Vertex AI Private Service Connect egress connectivity to other networks

Vertex AI has integrated the egress network connectivities that are supported by Private Service Connect (see Connecting to workloads in other networks), with the following architectural behaviors.

Reaching Google APIs and internal-only services

When Vertex AI sends traffic to Google APIs, it's resolved locally within the producer environment and doesn't use the Private Google Access settings or routing of your consumer VPC network.

Note:

  • VPC identity requirement: Because local resolution bypasses the consumer VPC network path, the traffic doesn't carry your VPC network's identity. This will cause requests to internal-only Google services, such as Cloud Run services configured with internal ingress, to fail with a 404 or 403 error.
  • Private Service Connect endpoint solution: To reach these internal services privately, you must configure a Private Service Connect endpoint for Google APIs in your VPC network.
  • DNS configuration: You must ensure that the service domain (e.g., *.run.app) resolves to the internal IP address of your Private Service Connect endpoint to ensure traffic stays on a purely private path.
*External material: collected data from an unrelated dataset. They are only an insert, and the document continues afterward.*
//! Resource generation and object access.
//!
//! Contains the generators for every Kubernetes object owned by a
//! RedisFailover, plus the `ObjectStore` and `Ensurer` seams the reconciler
//! goes through.
//!
//! ## Resources Generated
//!
//! | Resource | Name | Purpose |
//! |----------|------|---------|
//! | Service | `rfs-<name>` | Sentinel endpoint |
//! | Headless Service | `rfr-<name>` | Per-pod DNS for redis |
//! | ConfigMap | `rfs-<name>` | `sentinel.conf` |
//! | ConfigMap | `rfr-<name>` | `redis.conf` |
//! | ConfigMap | `rfr-s-<name>` | `shutdown.sh` preStop script |
//! | StatefulSet | `rfr-<name>` | Redis nodes |
//! | Deployment | `rfs-<name>` | Sentinel nodes |
//! | PodDisruptionBudget | `rfr-<name>`, `rfs-<name>` | Keep a majority of each role |

pub mod common;
pub mod configmaps;
pub mod deployment;
pub mod ensurer;
pub mod pdb;
pub mod pod;
pub mod services;
pub mod statefulset;
pub mod store;

// Re-export commonly used items
pub use common::{owner_reference, standard_labels};
pub use ensurer::{EnsureRequest, Ensurer, KubeEnsurer, delete_owned_objects};
pub use store::{KubeObjectStore, ObjectKey, ObjectStore, OwnedKind, OwnedObject, PodInfo};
Internet egress and Cloud NAT

By default, Vertex AI uses Google-managed internet gateways for outbound traffic rather than your VPC network's routes. Egress using a consumer's Cloud NAT gateway is only utilized when the project is part of a VPC Service Control perimeter.

This perimeter blocks default internet access, forcing traffic through the Private Service Connect interface and your VPC network's routing rules. If you aren't using VPC Service Control, outbound internet traffic will bypass your VPC network and Cloud NAT gateway entirely.

Limitations

For features and limitations of Private Service Connect interfaces, see About accessing Vertex AI services through Private Service Connect interfaces.

Pricing

Pricing for Private Service Connect interfaces is described in the "Using a Private Service Connect interface for access to a producer or consumer VPC network" section in the All networking pricing page.

Before you begin

Set up your resources for Private Service Connect interface on your user project.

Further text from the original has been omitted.